FIG 3.

Virion morphogenesis in the absence of uncleaved NS2-3 in nonchimeric viruses. (A) Schematic drawing of the genome organizations of N7-2/EV-Ubi-3/VA and N7-2/EV-IRES-3/VA. Ubi, ubiquitin insertion. The mutations within NS2 (E1576A) and NS3 (V1721A) are indicated. (B) One microgram of the RNA genomes depicted in panel A were electroporated into MDBK cells. Viral replication was visualized by NS3-specific IF at 24 h pe. (C) At 48 h pe, viral supernatants were harvested and analyzed for the presence of infectious viruses. Viral titers were determined as TCID₅₀/ml. (D) Growth curve analysis. MDBK cells were infected with the indicated viruses at an MOI of 0.1, and viral growth was analyzed for 72 h.
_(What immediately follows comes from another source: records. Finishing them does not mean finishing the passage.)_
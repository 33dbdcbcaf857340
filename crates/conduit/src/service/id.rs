//! Id generation for connections and outgoing request ids.

use uuid::Uuid;

#[derive(Debug, Clone, Copy, Default, PartialEq, Eq)]
pub enum IdFormat {
    /// 32 hex chars, no hyphens.
    #[default]
    Simple,
    Hyphenated,
}

#[derive(Debug, Clone, Default)]
pub struct GenerateOptions {
    pub prefix: Option<String>,
    pub suffix: Option<String>,
    /// Truncate the random part to this many characters.
    pub length: Option<usize>,
    pub format: IdFormat,
}

impl GenerateOptions {
    pub fn prefixed(prefix: &str) -> Self {
        GenerateOptions {
            prefix: Some(prefix.to_owned()),
            ..Self::default()
        }
    }
}

/// Generates strings unique within the engine's lifetime.
pub trait IdGenerator: Send + Sync + 'static {
    fn generate(&self, options: GenerateOptions) -> String;
}

/// UUID v4 backed generator, the default.
#[derive(Debug, Clone, Copy, Default)]
pub struct UuidIdGenerator;

impl IdGenerator for UuidIdGenerator {
    fn generate(&self, options: GenerateOptions) -> String {
        let id = Uuid::new_v4();
        let mut body = match options.format {
            IdFormat::Simple => id.simple().to_string(),
            IdFormat::Hyphenated => id.hyphenated().to_string(),
        };
        if let Some(length) = options.length {
            body.truncate(length);
        }
        match (options.prefix, options.suffix) {
            (Some(prefix), Some(suffix)) => format!("{prefix}-{body}-{suffix}"),
            (Some(prefix), None) => format!("{prefix}-{body}"),
            (None, Some(suffix)) => format!("{body}-{suffix}"),
            (None, None) => body,
        }
    }
}

#[cfg(test)]
mod tests {
    use super::*;

    #[test]
    fn test_generated_ids_are_unique() {
        let generator = UuidIdGenerator;
        let a = generator.generate(GenerateOptions::default());
        let b = generator.generate(GenerateOptions::default());
        assert_ne!(a, b);
        assert_eq!(a.len(), 32);
    }

    #[test]
    fn test_prefix_and_length() {
        let generator = UuidIdGenerator;
        let id = generator.generate(GenerateOptions {
            prefix: Some("conn".into()),
            length: Some(8),
            ..GenerateOptions::default()
        });
        assert!(id.starts_with("conn-"));
        assert_eq!(id.len(), "conn-".len() + 8);
    }
}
At the indicated time points, supernatants were collected and viral titers were determined (in TCID₅₀/ml). Analyzed viruses include N7-2/EV-Ubi-3/VA, N7-2/EV-IRES-3/VA, N7-2/EV-IRES-3/VA (passage), and the N7-2/EV-IRES-3/VA derivative, which encompasses all three titer-enhancing mutations in E2, NS2, and NS5B (E2/+K, 2/TA, and 5B/EG). NCP7 WT, wild type. Mean values from three independent experiments and standard deviations are depicted.